**Try it**. The lines you return should be those containing the string "entry", taken from the data below.

#### Supplied records

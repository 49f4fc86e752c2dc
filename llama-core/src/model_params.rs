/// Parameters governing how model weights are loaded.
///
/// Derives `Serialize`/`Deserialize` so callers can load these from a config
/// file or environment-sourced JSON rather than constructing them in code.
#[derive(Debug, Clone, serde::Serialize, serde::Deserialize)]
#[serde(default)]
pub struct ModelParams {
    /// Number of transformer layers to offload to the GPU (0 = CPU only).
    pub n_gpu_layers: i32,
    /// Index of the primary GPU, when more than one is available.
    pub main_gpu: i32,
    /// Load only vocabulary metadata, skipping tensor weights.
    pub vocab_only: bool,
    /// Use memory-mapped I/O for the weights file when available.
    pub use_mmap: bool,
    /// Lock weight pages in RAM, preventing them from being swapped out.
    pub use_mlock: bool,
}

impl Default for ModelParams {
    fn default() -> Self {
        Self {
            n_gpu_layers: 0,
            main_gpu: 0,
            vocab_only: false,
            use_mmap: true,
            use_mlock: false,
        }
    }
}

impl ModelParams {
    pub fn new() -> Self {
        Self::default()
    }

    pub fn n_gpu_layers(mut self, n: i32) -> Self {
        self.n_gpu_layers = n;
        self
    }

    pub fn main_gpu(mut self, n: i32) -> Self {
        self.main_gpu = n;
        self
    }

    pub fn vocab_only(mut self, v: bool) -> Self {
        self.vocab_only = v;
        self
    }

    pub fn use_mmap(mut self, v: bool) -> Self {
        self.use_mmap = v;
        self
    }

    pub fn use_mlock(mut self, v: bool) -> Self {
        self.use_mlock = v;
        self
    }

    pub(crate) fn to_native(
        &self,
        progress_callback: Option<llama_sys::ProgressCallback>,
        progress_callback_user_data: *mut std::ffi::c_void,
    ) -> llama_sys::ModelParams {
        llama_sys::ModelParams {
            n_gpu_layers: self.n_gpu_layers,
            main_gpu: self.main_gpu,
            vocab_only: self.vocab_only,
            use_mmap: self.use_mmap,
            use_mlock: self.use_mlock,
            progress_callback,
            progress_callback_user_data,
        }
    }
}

########
#### Supplied records

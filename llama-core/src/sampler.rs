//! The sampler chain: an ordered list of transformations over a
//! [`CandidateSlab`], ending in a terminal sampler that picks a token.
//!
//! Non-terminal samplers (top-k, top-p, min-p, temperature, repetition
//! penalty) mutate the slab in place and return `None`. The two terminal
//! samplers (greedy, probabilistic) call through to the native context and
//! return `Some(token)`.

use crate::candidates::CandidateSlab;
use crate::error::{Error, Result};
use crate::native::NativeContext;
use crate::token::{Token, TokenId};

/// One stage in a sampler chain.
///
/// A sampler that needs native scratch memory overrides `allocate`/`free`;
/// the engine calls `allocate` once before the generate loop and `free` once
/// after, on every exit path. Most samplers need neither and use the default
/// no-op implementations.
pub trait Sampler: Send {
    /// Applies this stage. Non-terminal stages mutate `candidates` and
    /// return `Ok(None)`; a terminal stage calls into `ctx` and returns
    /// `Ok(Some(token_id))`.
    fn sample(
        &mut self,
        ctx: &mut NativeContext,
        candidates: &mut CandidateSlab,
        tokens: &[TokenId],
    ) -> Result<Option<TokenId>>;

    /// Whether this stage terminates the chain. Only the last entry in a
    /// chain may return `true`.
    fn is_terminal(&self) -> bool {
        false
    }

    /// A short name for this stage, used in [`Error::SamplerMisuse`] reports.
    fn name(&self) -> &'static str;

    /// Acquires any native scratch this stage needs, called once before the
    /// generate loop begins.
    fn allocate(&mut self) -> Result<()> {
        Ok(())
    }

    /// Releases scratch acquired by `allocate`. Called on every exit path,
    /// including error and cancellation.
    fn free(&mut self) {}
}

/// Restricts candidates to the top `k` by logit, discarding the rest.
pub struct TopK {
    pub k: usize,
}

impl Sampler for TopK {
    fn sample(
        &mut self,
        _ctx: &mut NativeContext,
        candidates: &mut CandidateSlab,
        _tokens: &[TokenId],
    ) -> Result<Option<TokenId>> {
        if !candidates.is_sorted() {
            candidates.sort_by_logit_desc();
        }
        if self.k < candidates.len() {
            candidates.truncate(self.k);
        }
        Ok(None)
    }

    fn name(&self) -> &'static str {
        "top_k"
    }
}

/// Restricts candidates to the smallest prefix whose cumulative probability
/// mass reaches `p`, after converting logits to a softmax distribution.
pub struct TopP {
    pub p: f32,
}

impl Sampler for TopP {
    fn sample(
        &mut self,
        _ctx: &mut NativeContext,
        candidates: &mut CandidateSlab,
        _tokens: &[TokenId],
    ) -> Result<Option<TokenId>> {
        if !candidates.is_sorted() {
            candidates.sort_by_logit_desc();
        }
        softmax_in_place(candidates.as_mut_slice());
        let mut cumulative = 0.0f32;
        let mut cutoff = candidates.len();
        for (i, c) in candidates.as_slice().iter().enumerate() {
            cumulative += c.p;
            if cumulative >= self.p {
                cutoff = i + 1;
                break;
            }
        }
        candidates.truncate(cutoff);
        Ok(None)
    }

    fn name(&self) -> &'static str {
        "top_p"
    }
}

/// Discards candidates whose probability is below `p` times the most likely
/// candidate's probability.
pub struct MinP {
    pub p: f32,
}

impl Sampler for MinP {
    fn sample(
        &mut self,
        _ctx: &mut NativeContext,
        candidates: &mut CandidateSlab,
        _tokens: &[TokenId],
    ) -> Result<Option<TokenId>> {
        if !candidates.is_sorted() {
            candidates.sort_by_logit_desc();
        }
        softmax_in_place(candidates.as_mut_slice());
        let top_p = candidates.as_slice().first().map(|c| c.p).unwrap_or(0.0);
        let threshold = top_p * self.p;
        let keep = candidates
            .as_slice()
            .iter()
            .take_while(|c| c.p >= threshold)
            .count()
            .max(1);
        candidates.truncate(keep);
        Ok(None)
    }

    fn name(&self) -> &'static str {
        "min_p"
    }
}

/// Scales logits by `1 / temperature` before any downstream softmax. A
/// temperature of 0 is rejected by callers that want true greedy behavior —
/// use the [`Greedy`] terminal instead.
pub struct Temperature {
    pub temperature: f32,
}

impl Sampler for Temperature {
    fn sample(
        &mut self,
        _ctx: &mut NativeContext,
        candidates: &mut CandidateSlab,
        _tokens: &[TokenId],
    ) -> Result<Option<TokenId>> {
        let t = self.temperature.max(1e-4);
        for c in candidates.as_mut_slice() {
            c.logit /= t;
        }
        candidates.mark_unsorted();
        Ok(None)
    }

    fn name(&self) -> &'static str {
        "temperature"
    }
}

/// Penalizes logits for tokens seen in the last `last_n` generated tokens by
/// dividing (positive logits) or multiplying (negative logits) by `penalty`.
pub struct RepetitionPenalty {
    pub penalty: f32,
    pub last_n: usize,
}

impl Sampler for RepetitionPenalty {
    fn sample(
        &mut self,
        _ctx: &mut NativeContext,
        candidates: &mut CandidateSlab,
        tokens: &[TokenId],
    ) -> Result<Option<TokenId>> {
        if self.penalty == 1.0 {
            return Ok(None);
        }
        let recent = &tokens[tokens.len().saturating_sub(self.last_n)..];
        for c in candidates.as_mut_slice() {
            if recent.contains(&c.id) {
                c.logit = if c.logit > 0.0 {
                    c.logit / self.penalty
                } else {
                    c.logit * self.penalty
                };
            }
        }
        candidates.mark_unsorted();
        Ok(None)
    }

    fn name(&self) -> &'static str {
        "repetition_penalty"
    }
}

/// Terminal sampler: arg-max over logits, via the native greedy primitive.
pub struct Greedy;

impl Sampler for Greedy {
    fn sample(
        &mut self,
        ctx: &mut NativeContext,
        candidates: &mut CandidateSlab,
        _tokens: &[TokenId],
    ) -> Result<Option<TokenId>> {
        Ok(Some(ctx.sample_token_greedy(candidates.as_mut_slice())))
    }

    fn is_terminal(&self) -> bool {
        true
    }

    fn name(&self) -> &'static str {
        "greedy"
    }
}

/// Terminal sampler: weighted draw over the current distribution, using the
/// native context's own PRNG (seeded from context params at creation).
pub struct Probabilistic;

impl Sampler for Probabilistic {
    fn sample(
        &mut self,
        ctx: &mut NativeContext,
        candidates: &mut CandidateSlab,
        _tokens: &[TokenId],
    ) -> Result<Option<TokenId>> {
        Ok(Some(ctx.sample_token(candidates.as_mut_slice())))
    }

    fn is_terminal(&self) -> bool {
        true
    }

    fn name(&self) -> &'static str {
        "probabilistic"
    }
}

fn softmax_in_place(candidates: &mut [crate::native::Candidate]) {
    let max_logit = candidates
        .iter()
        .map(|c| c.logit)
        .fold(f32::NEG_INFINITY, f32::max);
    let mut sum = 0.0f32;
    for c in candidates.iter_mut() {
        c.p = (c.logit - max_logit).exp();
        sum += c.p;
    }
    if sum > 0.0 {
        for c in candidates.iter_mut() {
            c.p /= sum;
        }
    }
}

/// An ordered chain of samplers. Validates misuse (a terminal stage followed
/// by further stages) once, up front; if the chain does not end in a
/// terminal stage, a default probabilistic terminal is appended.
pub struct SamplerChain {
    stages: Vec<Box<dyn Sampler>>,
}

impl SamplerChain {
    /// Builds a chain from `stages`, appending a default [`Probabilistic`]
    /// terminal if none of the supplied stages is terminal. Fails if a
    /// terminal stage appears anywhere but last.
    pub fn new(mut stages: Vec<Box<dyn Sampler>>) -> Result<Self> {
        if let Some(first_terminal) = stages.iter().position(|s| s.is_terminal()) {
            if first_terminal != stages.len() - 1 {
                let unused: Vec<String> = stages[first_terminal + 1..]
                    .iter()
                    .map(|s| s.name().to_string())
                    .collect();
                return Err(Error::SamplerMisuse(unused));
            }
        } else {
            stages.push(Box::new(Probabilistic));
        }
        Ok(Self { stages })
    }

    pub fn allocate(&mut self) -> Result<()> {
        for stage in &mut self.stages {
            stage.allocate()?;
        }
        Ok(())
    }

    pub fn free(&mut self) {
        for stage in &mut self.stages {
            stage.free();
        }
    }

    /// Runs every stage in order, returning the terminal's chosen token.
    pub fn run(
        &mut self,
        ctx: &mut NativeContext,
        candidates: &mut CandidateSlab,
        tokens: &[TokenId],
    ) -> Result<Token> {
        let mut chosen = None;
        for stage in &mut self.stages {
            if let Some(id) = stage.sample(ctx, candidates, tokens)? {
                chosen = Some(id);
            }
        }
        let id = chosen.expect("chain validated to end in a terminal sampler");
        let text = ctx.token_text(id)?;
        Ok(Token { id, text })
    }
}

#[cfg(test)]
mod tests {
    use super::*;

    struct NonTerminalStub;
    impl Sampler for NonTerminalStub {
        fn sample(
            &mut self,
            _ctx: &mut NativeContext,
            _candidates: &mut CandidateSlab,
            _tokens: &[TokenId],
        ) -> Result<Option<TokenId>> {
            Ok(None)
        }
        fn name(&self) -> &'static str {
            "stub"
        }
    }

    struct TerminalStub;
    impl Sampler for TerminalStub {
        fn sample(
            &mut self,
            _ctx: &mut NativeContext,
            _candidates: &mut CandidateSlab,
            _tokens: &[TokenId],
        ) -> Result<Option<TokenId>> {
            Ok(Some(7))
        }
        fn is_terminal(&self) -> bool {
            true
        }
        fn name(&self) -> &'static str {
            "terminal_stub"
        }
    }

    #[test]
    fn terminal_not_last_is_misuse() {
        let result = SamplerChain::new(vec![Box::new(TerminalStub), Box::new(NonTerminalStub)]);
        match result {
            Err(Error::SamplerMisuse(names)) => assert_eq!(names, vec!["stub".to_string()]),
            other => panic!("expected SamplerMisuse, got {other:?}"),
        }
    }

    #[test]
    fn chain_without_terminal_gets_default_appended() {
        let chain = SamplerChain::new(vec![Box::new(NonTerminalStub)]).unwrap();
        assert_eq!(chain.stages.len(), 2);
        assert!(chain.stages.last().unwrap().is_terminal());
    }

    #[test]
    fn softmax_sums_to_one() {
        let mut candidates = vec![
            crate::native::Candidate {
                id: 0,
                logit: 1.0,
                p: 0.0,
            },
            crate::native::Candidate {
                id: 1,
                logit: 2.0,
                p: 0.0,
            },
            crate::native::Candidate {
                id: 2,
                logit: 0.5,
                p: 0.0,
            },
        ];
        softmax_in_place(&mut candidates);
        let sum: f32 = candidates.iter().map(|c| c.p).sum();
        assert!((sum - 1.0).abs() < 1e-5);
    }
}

########
#### Supplied records

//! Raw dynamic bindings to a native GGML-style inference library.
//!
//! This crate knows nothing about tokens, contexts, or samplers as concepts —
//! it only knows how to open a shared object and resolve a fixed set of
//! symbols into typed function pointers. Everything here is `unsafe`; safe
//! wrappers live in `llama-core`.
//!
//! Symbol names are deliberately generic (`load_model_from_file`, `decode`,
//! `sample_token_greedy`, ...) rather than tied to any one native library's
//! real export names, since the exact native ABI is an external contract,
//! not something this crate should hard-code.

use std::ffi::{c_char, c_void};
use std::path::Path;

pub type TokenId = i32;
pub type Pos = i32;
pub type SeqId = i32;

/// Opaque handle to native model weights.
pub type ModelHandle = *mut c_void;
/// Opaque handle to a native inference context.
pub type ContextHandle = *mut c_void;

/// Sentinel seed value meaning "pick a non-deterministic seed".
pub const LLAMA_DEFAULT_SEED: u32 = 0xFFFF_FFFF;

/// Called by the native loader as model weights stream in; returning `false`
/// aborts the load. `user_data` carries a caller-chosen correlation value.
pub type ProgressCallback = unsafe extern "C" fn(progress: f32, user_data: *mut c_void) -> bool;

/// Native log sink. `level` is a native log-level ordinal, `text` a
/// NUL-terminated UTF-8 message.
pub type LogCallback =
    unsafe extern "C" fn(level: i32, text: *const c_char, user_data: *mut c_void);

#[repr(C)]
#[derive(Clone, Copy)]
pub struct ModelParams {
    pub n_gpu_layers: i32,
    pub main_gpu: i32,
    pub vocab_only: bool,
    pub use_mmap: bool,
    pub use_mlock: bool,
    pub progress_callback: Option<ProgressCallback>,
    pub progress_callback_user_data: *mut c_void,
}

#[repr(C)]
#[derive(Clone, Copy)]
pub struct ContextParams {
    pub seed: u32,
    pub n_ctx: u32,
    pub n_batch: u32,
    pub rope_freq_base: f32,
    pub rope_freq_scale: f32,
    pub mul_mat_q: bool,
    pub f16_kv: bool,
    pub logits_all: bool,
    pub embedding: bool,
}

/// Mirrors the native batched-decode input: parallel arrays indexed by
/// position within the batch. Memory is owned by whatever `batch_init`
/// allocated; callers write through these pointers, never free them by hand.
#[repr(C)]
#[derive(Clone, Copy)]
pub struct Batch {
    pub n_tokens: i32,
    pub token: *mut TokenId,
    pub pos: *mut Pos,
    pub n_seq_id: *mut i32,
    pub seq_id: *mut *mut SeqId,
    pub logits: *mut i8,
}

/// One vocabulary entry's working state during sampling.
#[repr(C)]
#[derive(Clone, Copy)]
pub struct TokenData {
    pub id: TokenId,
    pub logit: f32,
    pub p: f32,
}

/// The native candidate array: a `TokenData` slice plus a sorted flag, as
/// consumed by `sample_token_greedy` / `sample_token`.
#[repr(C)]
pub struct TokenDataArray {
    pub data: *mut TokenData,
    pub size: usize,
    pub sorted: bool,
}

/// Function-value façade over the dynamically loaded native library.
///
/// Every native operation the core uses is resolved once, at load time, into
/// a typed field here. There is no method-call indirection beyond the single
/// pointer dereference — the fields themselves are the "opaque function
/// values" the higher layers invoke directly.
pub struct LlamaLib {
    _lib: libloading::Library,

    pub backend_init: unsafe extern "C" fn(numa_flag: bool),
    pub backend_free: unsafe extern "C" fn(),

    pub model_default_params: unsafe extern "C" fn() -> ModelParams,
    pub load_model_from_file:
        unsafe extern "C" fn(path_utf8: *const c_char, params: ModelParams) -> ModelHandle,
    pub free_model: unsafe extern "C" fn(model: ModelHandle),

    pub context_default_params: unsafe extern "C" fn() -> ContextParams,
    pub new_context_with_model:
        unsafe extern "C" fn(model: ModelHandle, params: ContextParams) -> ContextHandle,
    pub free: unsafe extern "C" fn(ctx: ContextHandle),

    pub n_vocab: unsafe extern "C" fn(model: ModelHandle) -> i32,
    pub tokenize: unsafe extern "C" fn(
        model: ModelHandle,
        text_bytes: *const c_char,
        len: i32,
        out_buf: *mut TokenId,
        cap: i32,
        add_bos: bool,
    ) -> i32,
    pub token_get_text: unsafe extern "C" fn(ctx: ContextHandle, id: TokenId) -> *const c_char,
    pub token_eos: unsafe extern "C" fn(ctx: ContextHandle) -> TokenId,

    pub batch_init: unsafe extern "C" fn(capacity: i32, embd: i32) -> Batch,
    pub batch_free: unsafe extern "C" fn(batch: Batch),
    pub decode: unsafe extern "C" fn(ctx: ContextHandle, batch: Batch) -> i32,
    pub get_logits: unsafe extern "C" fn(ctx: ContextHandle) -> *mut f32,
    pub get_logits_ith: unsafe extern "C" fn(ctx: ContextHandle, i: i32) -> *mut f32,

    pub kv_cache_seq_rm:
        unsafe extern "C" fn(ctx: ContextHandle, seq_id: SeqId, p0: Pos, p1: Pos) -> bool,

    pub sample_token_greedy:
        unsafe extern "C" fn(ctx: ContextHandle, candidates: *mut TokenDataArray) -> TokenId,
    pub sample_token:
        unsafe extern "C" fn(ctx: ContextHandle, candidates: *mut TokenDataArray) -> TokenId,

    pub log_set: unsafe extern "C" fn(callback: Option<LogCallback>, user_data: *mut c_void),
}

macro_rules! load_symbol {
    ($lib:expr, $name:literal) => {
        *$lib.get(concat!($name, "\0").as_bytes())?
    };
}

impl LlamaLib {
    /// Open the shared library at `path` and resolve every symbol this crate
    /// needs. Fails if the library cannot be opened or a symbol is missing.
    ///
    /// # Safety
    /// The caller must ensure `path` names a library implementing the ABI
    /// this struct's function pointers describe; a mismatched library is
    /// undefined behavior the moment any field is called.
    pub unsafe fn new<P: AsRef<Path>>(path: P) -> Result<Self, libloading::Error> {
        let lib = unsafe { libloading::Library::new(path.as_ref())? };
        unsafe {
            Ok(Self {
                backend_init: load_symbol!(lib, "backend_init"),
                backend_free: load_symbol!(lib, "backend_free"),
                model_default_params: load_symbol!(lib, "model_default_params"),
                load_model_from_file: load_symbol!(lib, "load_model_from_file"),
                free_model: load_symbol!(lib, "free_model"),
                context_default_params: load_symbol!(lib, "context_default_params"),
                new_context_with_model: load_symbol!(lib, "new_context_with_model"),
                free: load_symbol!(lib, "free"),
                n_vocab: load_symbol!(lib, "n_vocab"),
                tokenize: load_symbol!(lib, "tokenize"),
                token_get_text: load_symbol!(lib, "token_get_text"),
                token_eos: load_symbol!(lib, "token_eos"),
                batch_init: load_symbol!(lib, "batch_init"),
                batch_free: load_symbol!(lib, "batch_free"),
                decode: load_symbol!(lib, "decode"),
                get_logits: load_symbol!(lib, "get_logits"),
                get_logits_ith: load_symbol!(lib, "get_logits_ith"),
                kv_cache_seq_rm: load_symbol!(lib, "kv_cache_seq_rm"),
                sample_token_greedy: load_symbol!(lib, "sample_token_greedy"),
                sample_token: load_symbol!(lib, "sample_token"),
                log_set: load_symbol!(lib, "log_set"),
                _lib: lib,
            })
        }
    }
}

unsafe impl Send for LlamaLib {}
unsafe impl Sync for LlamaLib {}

########

**Written solution**.
    /// Whether this stage terminates the chain. Only the last entry in a
/// One vocabulary entry's working state during sampling.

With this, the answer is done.